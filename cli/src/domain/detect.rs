//! Static scan of user source for module-level Gradio interfaces.
//!
//! The generated file still does the authoritative runtime lookup; this
//! scan only lets the CLI warn before a deploy that would fail or pick
//! the wrong object.

use std::sync::LazyLock;

use regex::Regex;

use crate::domain::template::DEFAULT_ENTRY_POINTS;

/// `demo = gr.Blocks(...)` and friends at column 0.
static ASSIGNMENT_RE: LazyLock<Regex> = LazyLock::new(|| {
    #[allow(clippy::expect_used)]
    Regex::new(
        r"(?m)^([A-Za-z_][A-Za-z0-9_]*)\s*(?::\s*[^=\n]+)?=\s*(?:gr|gradio)\.(Blocks|Interface|ChatInterface|TabbedInterface)\s*\(",
    )
    .expect("valid regex")
});

/// `with gr.Blocks(...) as demo:` at column 0.
static WITH_BLOCKS_RE: LazyLock<Regex> = LazyLock::new(|| {
    #[allow(clippy::expect_used)]
    Regex::new(r"(?m)^with\s+(?:gr|gradio)\.(Blocks)\s*\(.*\)\s*as\s+([A-Za-z_][A-Za-z0-9_]*)\s*:")
        .expect("valid regex")
});

/// A module-level variable that looks like it holds a Gradio interface.
#[derive(Debug, Clone, PartialEq, Eq)]
pub struct InterfaceCandidate {
    pub name: String,
    /// Gradio class, e.g. `Blocks` or `Interface`.
    pub kind: String,
    /// 1-based line number of the first binding.
    pub line: usize,
}

/// Outcome of the static scan.
#[derive(Debug, Clone, PartialEq, Eq)]
pub enum Detection {
    /// No candidate; the runtime scan may still find one.
    None,
    /// Exactly one candidate.
    Unique(InterfaceCandidate),
    /// Several candidates; the runtime lookup order decides.
    Ambiguous(Vec<InterfaceCandidate>),
}

/// List candidates in source order, one per variable name.
#[must_use]
pub fn find_interfaces(source: &str) -> Vec<InterfaceCandidate> {
    let mut hits: Vec<(usize, InterfaceCandidate)> = Vec::new();

    for caps in ASSIGNMENT_RE.captures_iter(source) {
        let (Some(all), Some(name), Some(kind)) = (caps.get(0), caps.get(1), caps.get(2)) else {
            continue;
        };
        hits.push((all.start(), candidate(source, all.start(), name.as_str(), kind.as_str())));
    }
    for caps in WITH_BLOCKS_RE.captures_iter(source) {
        let (Some(all), Some(kind), Some(name)) = (caps.get(0), caps.get(1), caps.get(2)) else {
            continue;
        };
        hits.push((all.start(), candidate(source, all.start(), name.as_str(), kind.as_str())));
    }

    hits.sort_by_key(|(offset, _)| *offset);
    let mut out: Vec<InterfaceCandidate> = Vec::new();
    for (_, c) in hits {
        if !out.iter().any(|seen| seen.name == c.name) {
            out.push(c);
        }
    }
    out
}

/// Classify the scan the way the runtime lookup resolves it.
///
/// An explicit entry point narrows the candidates to that name. Without one,
/// the first of `DEFAULT_ENTRY_POINTS` that is bound wins outright.
#[must_use]
pub fn detect(source: &str, entry_point: Option<&str>) -> Detection {
    let mut found = find_interfaces(source);
    match entry_point {
        Some(entry) => found.retain(|c| c.name == entry),
        None => {
            for name in DEFAULT_ENTRY_POINTS {
                if let Some(pos) = found.iter().position(|c| c.name == *name) {
                    return Detection::Unique(found.swap_remove(pos));
                }
            }
        }
    }
    match found.len() {
        0 => Detection::None,
        1 => Detection::Unique(found.remove(0)),
        _ => Detection::Ambiguous(found),
    }
}

fn candidate(source: &str, offset: usize, name: &str, kind: &str) -> InterfaceCandidate {
    InterfaceCandidate {
        name: name.to_string(),
        kind: kind.to_string(),
        line: source[..offset].matches('\n').count() + 1,
    }
}
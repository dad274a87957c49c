//! Application context: unified state passed to every command handler.
//!
//! `AppContext` replaces the per-command pattern of constructing loose
//! `OutputContext`, credential, and config-store instances.
//! Adding a new cross-cutting concern requires only one field change here.

use anyhow::Result;

use crate::application::services::auth_service;
use crate::domain::{AuthSource, DetectedAuth};
use crate::infra::command_runner::TokioCommandRunner;
use crate::infra::config::YamlConfigStore;
use crate::infra::credentials::{EnvCredentialProbe, JsonCredentialStore};
use crate::infra::fs::LocalFs;
use crate::infra::modal_cli::ModalCli;
use crate::output::OutputContext;

/// Output rendering mode.
#[derive(Debug, Clone, Copy, PartialEq, Eq)]
pub enum OutputMode {
    /// Human-readable terminal output (default).
    Human,
    /// Machine-readable JSON output.
    Json,
}

/// Output rendering flags.
pub struct OutputFlags {
    /// Disable ANSI color output.
    pub no_color: bool,
    /// Suppress non-error output.
    pub quiet: bool,
    /// Enable JSON output mode.
    pub json: bool,
}

/// Behaviour flags.
pub struct BehaviourFlags {
    /// Skip interactive prompts (also set by `CI` / `GRADIO_MODAL_YES` env vars).
    pub yes: bool,
}

/// Flags passed from the top-level CLI to `AppContext::new`.
pub struct AppFlags {
    /// Output rendering options.
    pub output: OutputFlags,
    /// Behaviour options.
    pub behaviour: BehaviourFlags,
}

/// Unified application context passed to every command handler.
pub struct AppContext {
    /// Terminal output context (colors, quiet mode).
    pub output: OutputContext,
    /// Output rendering mode (human vs JSON).
    pub mode: OutputMode,
    /// Tool configuration persisted as YAML.
    pub config_store: YamlConfigStore,
    /// Token pair saved by `gradio-modal auth`.
    pub credential_store: JsonCredentialStore,
    /// Environment and `~/.modal.toml` credential lookup.
    pub probe: EnvCredentialProbe,
    /// Source reading and generated-file writing.
    pub fs: LocalFs,
    /// When `true`, skip interactive prompts and use defaults.
    ///
    /// Set when `--yes` / `-y` is passed, or when the `CI` or
    /// `GRADIO_MODAL_YES` environment variables are present.
    pub non_interactive: bool,
}

impl AppContext {
    /// Construct an `AppContext` from top-level CLI flags.
    #[must_use]
    pub fn new(flags: &AppFlags) -> Self {
        let ci_env = std::env::var("CI").is_ok() || std::env::var("GRADIO_MODAL_YES").is_ok();
        let non_interactive = flags.behaviour.yes || ci_env;

        let mode = if flags.output.json {
            OutputMode::Json
        } else {
            OutputMode::Human
        };

        // JSON output owns stdout; human chatter would corrupt it.
        let quiet = flags.output.quiet || flags.output.json;

        Self {
            output: OutputContext::new(flags.output.no_color, quiet),
            mode,
            config_store: YamlConfigStore,
            credential_store: JsonCredentialStore,
            probe: EnvCredentialProbe,
            fs: LocalFs,
            non_interactive,
        }
    }

    /// Returns `true` when JSON output mode is active.
    #[must_use]
    pub fn is_json(&self) -> bool {
        self.mode == OutputMode::Json
    }

    /// Whether a progress spinner may draw.
    #[must_use]
    pub fn show_progress(&self) -> bool {
        !self.is_json() && self.output.show_progress()
    }

    /// Look up credentials from every source.
    ///
    /// # Errors
    ///
    /// Returns an error if a credential file exists but cannot be read.
    pub fn detect_auth(&self) -> Result<Option<DetectedAuth>> {
        auth_service::detect(&self.probe, &self.credential_store)
    }

    /// `modal` adapter; tokens saved by `gradio-modal auth` are exported to it.
    ///
    /// Environment and `~/.modal.toml` credentials are already visible to
    /// the `modal` CLI and are not re-exported.
    #[must_use]
    pub fn modal(&self, auth: Option<&DetectedAuth>) -> ModalCli<TokioCommandRunner> {
        let envs = match auth {
            Some(DetectedAuth {
                source: AuthSource::Stored,
                config,
            }) => config.env_pairs(),
            _ => Vec::new(),
        };
        ModalCli::default_runner(envs)
    }

    /// `modal` adapter with whatever credentials can be found, none being fine.
    #[must_use]
    pub fn modal_with_detected_auth(&self) -> ModalCli<TokioCommandRunner> {
        let auth = self.detect_auth().ok().flatten();
        self.modal(auth.as_ref())
    }

    /// Ask the user for confirmation.
    ///
    /// When `non_interactive` is `true` (CI, `--yes` flag, or
    /// `GRADIO_MODAL_YES` env), returns `default` immediately without prompting.
    ///
    /// # Errors
    ///
    /// Returns an error if the terminal prompt fails (e.g. no TTY available).
    pub fn confirm(&self, prompt: &str, default: bool) -> Result<bool> {
        if self.non_interactive {
            return Ok(default);
        }
        let confirmed = dialoguer::Confirm::new()
            .with_prompt(prompt)
            .default(default)
            .interact()?;
        Ok(confirmed)
    }

    /// Ask the user to pick one of `items`, returning its index.
    ///
    /// # Errors
    ///
    /// Returns an error in non-interactive mode or if the prompt fails.
    pub fn select(&self, prompt: &str, items: &[String]) -> Result<usize> {
        anyhow::ensure!(
            !self.non_interactive,
            "{prompt}: cannot prompt in non-interactive mode"
        );
        let index = dialoguer::Select::new()
            .with_prompt(prompt)
            .items(items)
            .default(0)
            .interact()?;
        Ok(index)
    }
}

════════════════════

> [Exercise prompt]
Return, word for word, every line from the top of the entries down to the line that holds "for caps in WITH_BLOCKS_RE.captures_iter(source)", both included.

> [Response to this task]
filename cli/src/domain/detect.rs
//! Static scan of user source for module-level Gradio interfaces.
//!
//! The generated file still does the authoritative runtime lookup; this
//! scan only lets the CLI warn before a deploy that would fail or pick
//! the wrong object.

use std::sync::LazyLock;

use regex::Regex;

use crate::domain::template::DEFAULT_ENTRY_POINTS;

/// `demo = gr.Blocks(...)` and friends at column 0.
static ASSIGNMENT_RE: LazyLock<Regex> = LazyLock::new(|| {
    #[allow(clippy::expect_used)]
    Regex::new(
        r"(?m)^([A-Za-z_][A-Za-z0-9_]*)\s*(?::\s*[^=\n]+)?=\s*(?:gr|gradio)\.(Blocks|Interface|ChatInterface|TabbedInterface)\s*\(",
    )
    .expect("valid regex")
});

/// `with gr.Blocks(...) as demo:` at column 0.
static WITH_BLOCKS_RE: LazyLock<Regex> = LazyLock::new(|| {
    #[allow(clippy::expect_used)]
    Regex::new(r"(?m)^with\s+(?:gr|gradio)\.(Blocks)\s*\(.*\)\s*as\s+([A-Za-z_][A-Za-z0-9_]*)\s*:")
        .expect("valid regex")
});

/// A module-level variable that looks like it holds a Gradio interface.
#[derive(Debug, Clone, PartialEq, Eq)]
pub struct InterfaceCandidate {
    pub name: String,
    /// Gradio class, e.g. `Blocks` or `Interface`.
    pub kind: String,
    /// 1-based line number of the first binding.
    pub line: usize,
}

/// Outcome of the static scan.
#[derive(Debug, Clone, PartialEq, Eq)]
pub enum Detection {
    /// No candidate; the runtime scan may still find one.
    None,
    /// Exactly one candidate.
    Unique(InterfaceCandidate),
    /// Several candidates; the runtime lookup order decides.
    Ambiguous(Vec<InterfaceCandidate>),
}

/// List candidates in source order, one per variable name.
#[must_use]
pub fn find_interfaces(source: &str) -> Vec<InterfaceCandidate> {
    let mut hits: Vec<(usize, InterfaceCandidate)> = Vec::new();

    for caps in ASSIGNMENT_RE.captures_iter(source) {
        let (Some(all), Some(name), Some(kind)) = (caps.get(0), caps.get(1), caps.get(2)) else {
            continue;
        };
        hits.push((all.start(), candidate(source, all.start(), name.as_str(), kind.as_str())));
    }
    for caps in WITH_BLOCKS_RE.captures_iter(source) {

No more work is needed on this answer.